For someone sitting on the very edge of survival, hope is extremely important. Often it is only hope, sometimes even false hope, that allows him to make it to the next day... Cynicism is deadly for someone on the edge of survival. Even in the darkest night, he cannot afford to be cynical. That cynicism just might push him over the edge.
If you're in need of an infusion of hope, I suggest you go to Rev. Barber's youtube channel and listen to more of what he has to say. Here's one of my favorites.

And so I expect that when the history books are written, it will be movements like the one being built in North Carolina that will actually "bend the arc of history towards justice." That's why I'm going to be keeping my eye on this one.
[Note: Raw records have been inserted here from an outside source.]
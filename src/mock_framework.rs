//! # Mock Framework
//!
//! Utilities for testing services in isolation.
//!
//! Use [`create_mock_api_client`] or [`create_mock_browser_client`] to get a client
//! and a receiver. Then use helpers like [`expect_get_coupon`] or [`expect_open`] to
//! assert behavior.

use tokio::sync::mpsc;
use crate::api_actor::ApiError;
use crate::browser_actor::BrowserError;
use crate::clients::{ApiClient, BrowserClient};
use crate::domain::{Coupon, Order, OrderCreate};
use crate::messages::{ApiRequest, BrowserRequest, ServiceResponse};

/// Creates a mock API client and a receiver for asserting requests.
///
/// Instead of starting an `ApiActor` (and a server for it to talk to), the test
/// owns the receiving end of the client's channel. It inspects every request as it
/// arrives and answers through the request's responder, so success, failure and
/// `null` bodies can be simulated deterministically.
pub fn create_mock_api_client(buffer_size: usize) -> (ApiClient, mpsc::Receiver<ApiRequest>) {
    let (sender, receiver) = mpsc::channel(buffer_size);
    (ApiClient::new(sender), receiver)
}

/// Creates a mock browser client and a receiver for asserting navigation.
pub fn create_mock_browser_client(buffer_size: usize) -> (BrowserClient, mpsc::Receiver<BrowserRequest>) {
    let (sender, receiver) = mpsc::channel(buffer_size);
    (BrowserClient::new(sender), receiver)
}

/// Helper to verify that the next message is a GetCoupon request
pub async fn expect_get_coupon(
    receiver: &mut mpsc::Receiver<ApiRequest>,
) -> Option<(String, ServiceResponse<Option<Coupon>, ApiError>)> {
    match receiver.recv().await {
        Some(ApiRequest::GetCoupon { coupon_id, respond_to }) => Some((coupon_id, respond_to)),
        _ => None,
    }
}

/// Helper to verify that the next message is a CreateOrder request
pub async fn expect_create_order(
    receiver: &mut mpsc::Receiver<ApiRequest>,
) -> Option<(OrderCreate, ServiceResponse<Order, ApiError>)> {
    match receiver.recv().await {
        Some(ApiRequest::CreateOrder { order, respond_to }) => Some((order, respond_to)),
        _ => None,
    }
}

/// Helper to verify that the next message is an Open request
pub async fn expect_open(
    receiver: &mut mpsc::Receiver<BrowserRequest>,
) -> Option<(String, String, ServiceResponse<(), BrowserError>)> {
    match receiver.recv().await {
        Some(BrowserRequest::Open { url, target, respond_to }) => Some((url, target, respond_to)),
        _ => None,
    }
}

#[cfg(test)]
mod tests {
    use super::*;

    #[tokio::test]
    async fn test_mock_client() {
        let (client, mut receiver) = create_mock_api_client(10);

        let lookup_task = tokio::spawn(async move { client.get_coupon("123".to_string()).await });

        let (coupon_id, responder) = expect_get_coupon(&mut receiver).await.expect("Expected GetCoupon request");
        assert_eq!(coupon_id, "123");
        responder.send(Ok(Some(Coupon::new(50.0)))).unwrap();

        let result = lookup_task.await.unwrap();
        assert_eq!(result, Ok(Some(Coupon::new(50.0))));
    }

    #[tokio::test]
    async fn test_dropped_responder_is_reported() {
        let (client, mut receiver) = create_mock_browser_client(1);

        let open_task = tokio::spawn(async move {
            client.open("https://example.com".to_string(), "_blank".to_string()).await
        });

        let (_, _, responder) = expect_open(&mut receiver).await.expect("Expected Open request");
        drop(responder);

        let result = open_task.await.unwrap();
        assert_eq!(result, Err(BrowserError::ActorCommunicationError("Actor dropped".to_string())));
    }
}
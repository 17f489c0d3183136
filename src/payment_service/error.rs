use thiserror::Error;
use crate::browser_actor::BrowserError;

#[derive(Debug, Clone, Error, PartialEq)]
pub enum PaymentError {
    #[error("Invalid payment link: {0}")]
    InvalidLink(String),
    #[error(transparent)]
    Browser(#[from] BrowserError),
}
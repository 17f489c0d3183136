use tokio::sync::mpsc;
use crate::browser_actor::BrowserError;
use crate::messages::BrowserRequest;

/// Client for the browser actor.
#[derive(Clone)]
pub struct BrowserClient {
    sender: mpsc::Sender<BrowserRequest>,
}

impl BrowserClient {
    pub fn new(sender: mpsc::Sender<BrowserRequest>) -> Self {
        Self { sender }
    }
}

client_method!(BrowserClient => fn open(url: String, target: String) -> () as BrowserRequest::Open, Error = BrowserError);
P.S. My friend Denise Oliver-Velez was in Raleigh yesterday for the Moral March. She promises pictures that I'll share here when I get them :-)
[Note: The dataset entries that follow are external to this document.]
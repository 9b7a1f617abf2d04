//! `bom suggest` command: one suggestion fetch, printed.

use std::fmt::Write as _;

use anyhow::{Result, bail};
use clap::ValueEnum;
use tracing::{info, warn};

use bom_core::export;
use bom_core::module_file::ModuleFile;
use bom_core::suggest::{FAILURE_MESSAGE, Suggester, SuggestionRequest};
use bom_core::{DEFAULT_VERSION, Item, ItemList, Module};

#[derive(Debug, Clone, Copy, PartialEq, Eq, ValueEnum)]
pub enum OutputFormat {
    /// Aligned columns for reading
    Table,
    /// The same CSV the editor exports
    Csv,
    /// A module definition file
    Toml,
}

/// Run the suggest command.
pub async fn run_suggest(
    suggester: &dyn Suggester,
    name: &str,
    context: Option<&str>,
    format: OutputFormat,
) -> Result<()> {
    let name = name.trim();
    if name.is_empty() {
        bail!("module name is required");
    }

    let request = SuggestionRequest {
        module_name: name.to_string(),
        context: context.map(str::to_string),
    };

    let items = match suggester.suggest(&request).await {
        Ok(items) => items,
        Err(e) => {
            warn!(backend = suggester.name(), error = %e, "suggestion fetch failed");
            return Err(anyhow::Error::new(e).context(FAILURE_MESSAGE));
        }
    };
    info!(count = items.len(), "received suggestions");

    print!("{}", render(name, items, format)?);
    Ok(())
}

/// Format fetched suggestions for output.
pub fn render(name: &str, items: Vec<Item>, format: OutputFormat) -> Result<String> {
    let list = ItemList::from(items);
    match format {
        OutputFormat::Table => Ok(render_table(&list)),
        OutputFormat::Csv => Ok(export::to_csv(&list)),
        OutputFormat::Toml => {
            let module = Module::new(name, DEFAULT_VERSION, list)?;
            Ok(ModuleFile::from_modules([&module]).to_toml_string()?)
        }
    }
}

fn render_table(list: &ItemList) -> String {
    if list.is_empty() {
        return "No suggestions returned.\n".to_string();
    }

    let component_width = list
        .iter()
        .map(|i| i.component.chars().count())
        .max()
        .unwrap_or(0)
        .max("Component".len());
    let value_width = list
        .iter()
        .map(|i| i.value.chars().count())
        .max()
        .unwrap_or(0)
        .max("Value".len());

    let mut out = String::new();
    let _ = writeln!(
        out,
        "{:>4}  {:<cw$}  {:<vw$}  {:>5}  {:>3}",
        "S.NO",
        "Component",
        "Value",
        "Total",
        "PCB",
        cw = component_width,
        vw = value_width
    );
    for item in list {
        let _ = writeln!(
            out,
            "{:>4}  {:<cw$}  {:<vw$}  {:>5}  {:>3}",
            item.serial_no,
            item.component,
            item.value,
            item.total_quantity,
            item.pcb_quantity,
            cw = component_width,
            vw = value_width
        );
    }
    out
}
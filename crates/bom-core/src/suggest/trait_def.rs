//! The `Suggester` trait -- the adapter interface for suggestion backends.
//!
//! The trait is object-safe so the UI can hold an `Arc<dyn Suggester>` and
//! tests can substitute a scripted implementation.

use async_trait::async_trait;
use thiserror::Error;

use crate::model::Item;

/// Input for one suggestion fetch.
///
/// `module_name` must be non-blank; callers check this before issuing the
/// request.
#[derive(Debug, Clone, PartialEq, Eq)]
pub struct SuggestionRequest {
    pub module_name: String,
    pub context: Option<String>,
}

/// Why a suggestion fetch produced nothing.
///
/// Every variant means the whole fetch failed; no partial results exist.
#[derive(Debug, Error)]
pub enum SuggestError {
    #[error("no API key configured for the suggestion service")]
    MissingCredential,

    #[error("request to suggestion service failed: {0}")]
    Http(#[from] reqwest::Error),

    #[error("suggestion service returned HTTP {status}: {body}")]
    Status { status: u16, body: String },

    #[error("unexpected response envelope from suggestion service: {0}")]
    Envelope(String),

    #[error("suggestions did not match the expected schema: {0}")]
    Malformed(#[from] serde_json::Error),
}

/// Backend that turns a module name and context into candidate items.
#[async_trait]
pub trait Suggester: Send + Sync {
    /// Short name for logs (e.g. "gemini").
    fn name(&self) -> &str;

    /// Fetch suggestions.
    ///
    /// On success returns items numbered `1..=K` with fresh ids and
    /// `selected = false`; the caller renumbers them when merging.
    async fn suggest(&self, request: &SuggestionRequest) -> Result<Vec<Item>, SuggestError>;
}

// Compile-time assertion: Suggester must be object-safe.
const _: () = {
    fn _assert_object_safe(_: &dyn Suggester) {}
};

#[cfg(test)]
mod tests {
    use super::*;
    use crate::model::NewItem;

    struct StaticSuggester;

    #[async_trait]
    impl Suggester for StaticSuggester {
        fn name(&self) -> &str {
            "static"
        }

        async fn suggest(&self, request: &SuggestionRequest) -> Result<Vec<Item>, SuggestError> {
            Ok(vec![
                NewItem {
                    component: format!("{} MCU", request.module_name),
                    value: "STM32".to_string(),
                    total_quantity: 1,
                    pcb_quantity: 1,
                }
                .into_item(1),
            ])
        }
    }

    #[tokio::test]
    async fn suggester_is_usable_as_trait_object() {
        let suggester: Box<dyn Suggester> = Box::new(StaticSuggester);
        assert_eq!(suggester.name(), "static");

        let items = suggester
            .suggest(&SuggestionRequest {
                module_name: "Printer".to_string(),
                context: None,
            })
            .await
            .unwrap();
        assert_eq!(items.len(), 1);
        assert_eq!(items[0].component, "Printer MCU");
    }

    #[test]
    fn errors_render_readably() {
        assert_eq!(
            SuggestError::MissingCredential.to_string(),
            "no API key configured for the suggestion service"
        );
        let status = SuggestError::Status {
            status: 503,
            body: "unavailable".to_string(),
        };
        assert!(status.to_string().contains("HTTP 503"));
    }
}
UPDATE: Here's video of the Moral March with Rev. Barber calling us all to "higher ground."

An excerpt:
You don't have enough political power to vote us away. You don't have enough insults to taunt us away. And you don't have enough money to buy us away.

We will not give up, NOT NOW, NOT EVER.

We will never abdicate our birth right and sell it for a bowl of porridge.


  1. As one immersed in social justice advocacy for a large progressive faith organization, I have taken serious note of Moral Mondays and Rev. Barber. I have allies in NC who keep us updated, and on the West coast, we are beginning to build similar movements in a different way - using those alliances to create structures for developing employee owned businesses. We are actually no less under the gun in CA - it's just far less obvious since there is no overt assault on voting rights or reproductive rights. We do have a war on the poor from our own governor who has seen his political advantage lying in placating the more affluent, developing (bad) large capital expenditure projects, and pretending to be a fiscal conservative which is accomplished by gutting programs for the poor. We won't use the same tactics, but we WILL use the same alliances to offer different options to those on welfare, immigrants, dislocated blue collar people, single mothers struggling with low wage jobs, unions, the faith community, students - whoever it takes. We draw huge inspiration from North Carolina, the Moral Mondays energy, and the focus on justice for all. We cannot thank them enough for their courage and leadership as they confront the feudalistic goals of rabid corporatism both private sector and public. Communities working together is the ONLY answer.

  2. Thank you, Nancy for posting this video.

  3. Exhausted and exhilarated by the March - it was a long trip down to NC from NYC.

    Thanks for writing this! FYI Moral Mondays are now in New york too.

    1. I'm exhilarated just hearing about it! Hope you get to rest up soon.

      I posted some of Resa's pics up above with a link to her flickr page. What an amazing collection of faces!